* [PROVIDED INFORMATION]:
-*-*-

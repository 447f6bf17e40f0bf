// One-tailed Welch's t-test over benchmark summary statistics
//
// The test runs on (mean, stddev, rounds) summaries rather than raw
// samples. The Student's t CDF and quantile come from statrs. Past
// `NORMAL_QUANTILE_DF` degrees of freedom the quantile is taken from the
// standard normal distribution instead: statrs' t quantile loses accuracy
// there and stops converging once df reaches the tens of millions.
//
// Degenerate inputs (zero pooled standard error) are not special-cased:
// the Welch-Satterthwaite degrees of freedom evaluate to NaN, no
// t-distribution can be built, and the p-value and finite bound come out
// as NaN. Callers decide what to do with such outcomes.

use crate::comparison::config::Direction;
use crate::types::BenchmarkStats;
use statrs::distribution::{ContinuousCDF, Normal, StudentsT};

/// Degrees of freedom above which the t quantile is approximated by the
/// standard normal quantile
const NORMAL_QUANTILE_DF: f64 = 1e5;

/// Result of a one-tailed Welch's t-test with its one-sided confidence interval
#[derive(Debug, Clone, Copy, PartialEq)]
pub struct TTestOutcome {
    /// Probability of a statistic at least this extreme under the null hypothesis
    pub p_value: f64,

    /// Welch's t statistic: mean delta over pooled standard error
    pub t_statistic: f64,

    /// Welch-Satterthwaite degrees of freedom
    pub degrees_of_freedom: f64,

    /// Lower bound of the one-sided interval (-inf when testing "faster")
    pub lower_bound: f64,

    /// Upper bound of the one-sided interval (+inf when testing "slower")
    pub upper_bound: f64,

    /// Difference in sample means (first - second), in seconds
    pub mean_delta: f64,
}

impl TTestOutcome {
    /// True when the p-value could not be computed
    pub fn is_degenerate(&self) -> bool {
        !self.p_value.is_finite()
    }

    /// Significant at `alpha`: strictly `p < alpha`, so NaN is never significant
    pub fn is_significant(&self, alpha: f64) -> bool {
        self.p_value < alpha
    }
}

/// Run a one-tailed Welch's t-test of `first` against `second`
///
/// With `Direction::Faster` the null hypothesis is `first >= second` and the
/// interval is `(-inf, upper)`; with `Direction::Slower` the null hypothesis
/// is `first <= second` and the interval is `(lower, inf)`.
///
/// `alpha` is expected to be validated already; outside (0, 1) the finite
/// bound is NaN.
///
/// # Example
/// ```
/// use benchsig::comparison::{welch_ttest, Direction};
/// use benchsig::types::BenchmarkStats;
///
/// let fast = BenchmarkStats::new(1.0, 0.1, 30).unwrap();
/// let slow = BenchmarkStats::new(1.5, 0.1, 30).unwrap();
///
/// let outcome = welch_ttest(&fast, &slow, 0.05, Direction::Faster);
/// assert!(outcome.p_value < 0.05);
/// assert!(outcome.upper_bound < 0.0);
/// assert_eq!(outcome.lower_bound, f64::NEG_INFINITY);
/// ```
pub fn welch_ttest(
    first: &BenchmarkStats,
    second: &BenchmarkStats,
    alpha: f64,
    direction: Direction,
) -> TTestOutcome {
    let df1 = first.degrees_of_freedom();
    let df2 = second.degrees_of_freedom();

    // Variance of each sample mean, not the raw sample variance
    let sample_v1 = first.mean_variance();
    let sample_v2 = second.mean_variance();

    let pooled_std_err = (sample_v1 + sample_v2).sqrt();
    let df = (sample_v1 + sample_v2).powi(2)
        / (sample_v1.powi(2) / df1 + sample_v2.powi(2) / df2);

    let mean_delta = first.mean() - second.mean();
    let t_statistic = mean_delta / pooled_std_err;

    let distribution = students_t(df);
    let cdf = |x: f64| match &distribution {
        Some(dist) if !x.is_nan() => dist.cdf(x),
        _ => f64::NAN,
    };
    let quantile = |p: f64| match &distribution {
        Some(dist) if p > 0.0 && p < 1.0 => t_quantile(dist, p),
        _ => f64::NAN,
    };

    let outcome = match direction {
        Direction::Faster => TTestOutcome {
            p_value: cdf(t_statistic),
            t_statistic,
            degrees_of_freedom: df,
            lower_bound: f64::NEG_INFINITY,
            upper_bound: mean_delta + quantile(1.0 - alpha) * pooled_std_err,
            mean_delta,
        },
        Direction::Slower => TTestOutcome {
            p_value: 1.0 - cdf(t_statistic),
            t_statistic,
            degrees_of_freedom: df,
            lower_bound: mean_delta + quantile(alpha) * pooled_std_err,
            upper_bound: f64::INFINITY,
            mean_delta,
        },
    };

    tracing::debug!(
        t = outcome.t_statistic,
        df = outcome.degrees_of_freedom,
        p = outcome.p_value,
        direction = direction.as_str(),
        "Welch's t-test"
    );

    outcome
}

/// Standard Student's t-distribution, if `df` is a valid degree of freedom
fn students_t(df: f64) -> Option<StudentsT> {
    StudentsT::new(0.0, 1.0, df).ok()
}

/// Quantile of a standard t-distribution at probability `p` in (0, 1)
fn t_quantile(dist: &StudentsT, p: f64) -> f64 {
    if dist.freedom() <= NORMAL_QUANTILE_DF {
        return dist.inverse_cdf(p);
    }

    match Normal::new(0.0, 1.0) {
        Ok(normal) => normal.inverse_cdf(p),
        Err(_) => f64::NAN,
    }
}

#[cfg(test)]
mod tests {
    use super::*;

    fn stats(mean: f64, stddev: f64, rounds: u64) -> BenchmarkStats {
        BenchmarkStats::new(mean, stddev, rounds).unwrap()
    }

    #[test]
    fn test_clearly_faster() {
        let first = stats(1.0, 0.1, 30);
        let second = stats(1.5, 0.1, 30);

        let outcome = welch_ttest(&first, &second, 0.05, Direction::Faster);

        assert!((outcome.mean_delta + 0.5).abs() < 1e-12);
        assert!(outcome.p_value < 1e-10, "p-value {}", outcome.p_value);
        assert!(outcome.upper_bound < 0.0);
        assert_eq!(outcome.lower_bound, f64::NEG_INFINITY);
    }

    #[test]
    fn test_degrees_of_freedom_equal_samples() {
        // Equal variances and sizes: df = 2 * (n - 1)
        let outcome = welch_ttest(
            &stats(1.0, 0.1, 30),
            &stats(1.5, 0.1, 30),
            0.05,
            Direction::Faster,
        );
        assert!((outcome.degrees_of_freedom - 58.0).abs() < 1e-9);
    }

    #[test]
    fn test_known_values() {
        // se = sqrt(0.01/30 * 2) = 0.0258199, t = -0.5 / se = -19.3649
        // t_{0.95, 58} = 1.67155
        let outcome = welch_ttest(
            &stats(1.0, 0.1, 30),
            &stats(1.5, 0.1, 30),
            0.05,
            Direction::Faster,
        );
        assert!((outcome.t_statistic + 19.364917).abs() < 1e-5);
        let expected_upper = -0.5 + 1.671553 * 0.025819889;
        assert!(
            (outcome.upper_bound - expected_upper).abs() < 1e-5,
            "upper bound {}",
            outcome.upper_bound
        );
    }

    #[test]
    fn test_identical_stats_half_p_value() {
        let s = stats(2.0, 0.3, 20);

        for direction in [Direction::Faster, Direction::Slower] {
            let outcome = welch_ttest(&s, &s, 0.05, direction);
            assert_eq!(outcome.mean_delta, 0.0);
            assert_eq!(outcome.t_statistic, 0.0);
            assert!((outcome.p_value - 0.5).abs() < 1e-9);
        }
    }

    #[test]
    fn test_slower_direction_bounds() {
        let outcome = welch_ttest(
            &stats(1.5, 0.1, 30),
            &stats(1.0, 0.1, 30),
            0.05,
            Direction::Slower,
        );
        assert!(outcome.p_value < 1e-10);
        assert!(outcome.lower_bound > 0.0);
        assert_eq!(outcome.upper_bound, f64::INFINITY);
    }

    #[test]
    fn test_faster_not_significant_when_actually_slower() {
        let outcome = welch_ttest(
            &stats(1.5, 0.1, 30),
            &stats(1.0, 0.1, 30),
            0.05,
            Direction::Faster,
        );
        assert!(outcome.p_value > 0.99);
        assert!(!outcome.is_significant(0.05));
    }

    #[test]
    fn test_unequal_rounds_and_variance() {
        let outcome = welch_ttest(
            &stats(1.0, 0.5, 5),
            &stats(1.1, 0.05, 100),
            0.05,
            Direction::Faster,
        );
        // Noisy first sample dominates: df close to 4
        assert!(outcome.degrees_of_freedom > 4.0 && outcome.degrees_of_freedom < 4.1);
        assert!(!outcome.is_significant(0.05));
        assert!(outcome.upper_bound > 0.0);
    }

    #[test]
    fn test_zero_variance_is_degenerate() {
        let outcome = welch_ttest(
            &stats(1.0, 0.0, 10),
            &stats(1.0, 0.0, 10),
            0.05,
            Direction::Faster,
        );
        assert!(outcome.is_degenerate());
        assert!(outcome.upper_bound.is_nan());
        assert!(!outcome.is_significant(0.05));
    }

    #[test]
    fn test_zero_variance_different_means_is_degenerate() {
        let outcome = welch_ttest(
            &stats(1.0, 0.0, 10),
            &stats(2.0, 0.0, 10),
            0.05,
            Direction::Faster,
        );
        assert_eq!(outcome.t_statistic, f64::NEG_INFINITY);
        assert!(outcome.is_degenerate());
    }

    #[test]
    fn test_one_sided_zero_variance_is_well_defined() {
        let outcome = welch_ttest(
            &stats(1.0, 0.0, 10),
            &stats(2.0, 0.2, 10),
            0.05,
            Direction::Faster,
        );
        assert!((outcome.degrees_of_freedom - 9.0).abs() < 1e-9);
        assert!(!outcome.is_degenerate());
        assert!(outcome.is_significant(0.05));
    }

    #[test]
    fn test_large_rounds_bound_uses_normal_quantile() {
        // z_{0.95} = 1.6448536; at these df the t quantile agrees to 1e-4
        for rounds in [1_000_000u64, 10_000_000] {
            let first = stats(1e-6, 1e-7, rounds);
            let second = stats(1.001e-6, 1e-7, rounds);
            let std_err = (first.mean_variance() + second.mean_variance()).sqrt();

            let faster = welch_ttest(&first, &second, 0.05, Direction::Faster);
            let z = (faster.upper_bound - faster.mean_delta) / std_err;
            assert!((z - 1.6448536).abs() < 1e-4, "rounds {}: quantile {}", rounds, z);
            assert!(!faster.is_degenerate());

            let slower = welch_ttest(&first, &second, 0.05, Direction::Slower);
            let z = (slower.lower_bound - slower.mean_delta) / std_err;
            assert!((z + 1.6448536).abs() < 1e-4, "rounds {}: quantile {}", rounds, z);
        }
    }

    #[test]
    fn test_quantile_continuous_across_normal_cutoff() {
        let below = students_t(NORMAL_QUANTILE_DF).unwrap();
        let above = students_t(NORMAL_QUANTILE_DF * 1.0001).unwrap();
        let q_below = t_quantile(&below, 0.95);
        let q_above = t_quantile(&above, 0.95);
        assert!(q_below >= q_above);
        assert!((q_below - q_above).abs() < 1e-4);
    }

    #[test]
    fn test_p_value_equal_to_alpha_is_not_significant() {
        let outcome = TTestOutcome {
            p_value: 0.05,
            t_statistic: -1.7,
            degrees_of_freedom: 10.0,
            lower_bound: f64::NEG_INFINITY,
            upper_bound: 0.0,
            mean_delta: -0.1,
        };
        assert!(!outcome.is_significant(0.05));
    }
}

-*-*-

* [TASK REQUIREMENTS]:
Which lines in the data above hold the string "match"? Show each one.

* [RESPONSE BELOW]:
    let cdf = |x: f64| match &distribution {
    let quantile = |p: f64| match &distribution {
    let outcome = match direction {
    match Normal::new(0.0, 1.0) {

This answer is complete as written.